Monday, January 07, 2008

Prose from the Dead

Here’s a little number I stumbled across this morning (thank you Chuck Swindoll). This poem was written in 1875 by William Earnest Henley, and is entitled Invictus. Henley was crippled, and this poem was written from a hospital bed:

Out of the night that covers me,
Black as the Pit from pole to pole,
I thank whatever gods may be
For my unconquerable soul.

In the fell clutch of Circumstance
I have not winced nor cried aloud.
Under the bludgeonings of Chance
My head is bloody, but unbowed.

Beyond this place of wrath and tears
Looms but the Horror of the shade,
And yet the menace of the years
Finds, and shall find me, unafraid.

It matters not how strait the gate,
How charged with punishments the scroll,
I am the master of my fate:
I am the captain of my soul.

Odd poem for me to blog, huh? But it speaks to me because I know that feeling.
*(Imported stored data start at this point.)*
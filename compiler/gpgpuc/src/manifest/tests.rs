use super::*;
use pretty_assertions::assert_eq;

const MANIFEST: &str = r#"{
    "entry": {
        "source": "function (a, xs, out) { out[0] = a.x; }",
        "params": [
            { "type": "Object", "readWrite": "read", "shapeObj": { "x": 0 } },
            { "type": "Object[]", "readWrite": "read", "shapeObj": [{ "y": true }] },
            { "type": "Float32Array", "readWrite": "write", "shapeObj": { "ignored": 1 } }
        ]
    },
    "functions": [
        { "source": "twice(v) { return v * 2; }", "returnObj": 0, "shapeObj": [null] }
    ]
}"#;

#[test]
fn descriptor_from_manifest() {
    let manifest = KernelManifest::from_json(MANIFEST).unwrap();
    let descriptor = manifest.descriptor().unwrap();

    assert_eq!(
        descriptor.params,
        vec![
            KernelParam::new(ParamKind::Object, AccessMode::Read),
            KernelParam::new(ParamKind::ObjectArray, AccessMode::Read),
            KernelParam::new(ParamKind::Float32Array, AccessMode::Write),
        ]
    );
    assert_eq!(
        descriptor.shapes,
        vec![
            Value::object([("x", Value::Number(0.0))]),
            Value::Array(vec![Value::object([("y", Value::Bool(true))])]),
        ]
    );

    let helper = &descriptor.helpers[0];
    assert_eq!(helper.name, None);
    assert_eq!(helper.return_shape, Some(Value::Number(0.0)));
    assert_eq!(helper.param_shapes, Some(vec![Value::Null]));
}

#[test]
fn access_defaults_to_readwrite() {
    let manifest = KernelManifest::from_json(
        r#"{ "entry": { "source": "function (o) {}", "params": [{ "type": "Float64Array" }] } }"#,
    )
    .unwrap();
    assert_eq!(
        manifest.params().unwrap(),
        vec![KernelParam::new(ParamKind::Float64Array, AccessMode::ReadWrite)]
    );
    assert!(manifest.functions.is_empty());
}

#[test]
fn unknown_kinds_and_modes() {
    let manifest = KernelManifest::from_json(
        r#"{ "entry": { "source": "", "params": [{ "type": "Int8Array" }] } }"#,
    )
    .unwrap();
    assert!(matches!(
        manifest.params(),
        Err(DriverError::UnknownParamKind(kind)) if kind == "Int8Array"
    ));

    let manifest = KernelManifest::from_json(
        r#"{ "entry": { "source": "", "params": [{ "type": "Object", "readWrite": "rw" }] } }"#,
    )
    .unwrap();
    assert!(matches!(
        manifest.descriptor(),
        Err(DriverError::UnknownAccessMode(mode)) if mode == "rw"
    ));

    assert!(matches!(
        KernelManifest::from_json(r#"{ "functions": [] }"#),
        Err(DriverError::Json(_))
    ));
}

#[test]
fn typed_array_tags() {
    let json: Json = serde_json::from_str(r#"{ "$float32": [1, 2.5] }"#).unwrap();
    assert_eq!(
        value_from_json(&json).unwrap(),
        Value::Float32Array(vec![1.0, 2.5])
    );

    let json: Json = serde_json::from_str(r#"{ "$float64": [] }"#).unwrap();
    assert_eq!(value_from_json(&json).unwrap(), Value::Float64Array(vec![]));

    let json: Json = serde_json::from_str(r#"{ "$float64": [1, "two"] }"#).unwrap();
    assert!(matches!(
        value_from_json(&json),
        Err(DriverError::MalformedTypedArray { tag: "$float64" })
    ));

    // A tag next to other keys is an ordinary field.
    let json: Json = serde_json::from_str(r#"{ "$float32": 1, "b": null }"#).unwrap();
    assert_eq!(
        value_from_json(&json).unwrap(),
        Value::object([("$float32", Value::Number(1.0)), ("b", Value::Null)])
    );
}

#[test]
fn plain_values() {
    let json: Json = serde_json::from_str(r#"[true, null, "s", { "n": -1 }]"#).unwrap();
    assert_eq!(
        value_from_json(&json).unwrap(),
        Value::Array(vec![
            Value::Bool(true),
            Value::Null,
            Value::String("s".into()),
            Value::object([("n", Value::Number(-1.0))]),
        ])
    );
}

#[test]
fn object_keys_keep_document_order() {
    let json: Json = serde_json::from_str(r#"{ "z": 1, "a": { "y": 2, "b": 3 } }"#).unwrap();
    assert_eq!(
        value_from_json(&json).unwrap(),
        Value::object([
            ("z", Value::Number(1.0)),
            (
                "a",
                Value::object([("y", Value::Number(2.0)), ("b", Value::Number(3.0))])
            ),
        ])
    );
}

#[test]
fn object_param_without_shape_is_named() {
    let manifest = KernelManifest::from_json(
        r#"{ "entry": { "source": "function (a, b) {}", "params": [
            { "type": "Object" },
            { "type": "Object[]", "shapeObj": [{ "x": 1 }] }
        ] } }"#,
    )
    .unwrap();
    let err = manifest.descriptor().unwrap_err();
    assert!(matches!(
        err,
        DriverError::MissingShape { index: 0, kind: ParamKind::Object }
    ));
    assert_eq!(err.to_string(), "parameter 0 (Object) has no shapeObj");

    // Typed arrays never need one.
    let manifest = KernelManifest::from_json(
        r#"{ "entry": { "source": "function (o) {}", "params": [{ "type": "Float32Array" }] } }"#,
    )
    .unwrap();
    assert_eq!(manifest.descriptor().unwrap().shapes, vec![]);
}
I remember thinking that I was the captain of not only my soul, but the entire universe.

Here’s one that was written by a Dorethea Day, called Conquered that speaks to how I feel today:

Out of the light that dazzles me,
Bright as the sun from pole to pole,
I thank the God I know to be,
For Christ - the Conqueror of my soul.

Since His the sway of circumstance,
I would not wince nor cry aloud.
Under the rule which men call chance,
My head, with joy, is humbly bowed.

Beyond this place of sin and tears,
That Life with Him and His the Aid,
That, spite the menace of the years,
Keeps, and will keep me unafraid.

I have no fear though straight the gate:
He cleared from punishment the scroll.
Christ is the Master of my fate!
Christ is the Captain of my soul!

2 comments:

~Seth & Nancy~ said...

i read your post last night and was thinking about it on the way in. it was around this time 6 years ago that God stuck you in that office with seth. i guess that's when He really started working on you. praise the Lord He's changed your heart and you feel more in line with that second poem (the first ones very depressing!) miss you erin!

MOM said...

The first poem reminds me of your teenage writings.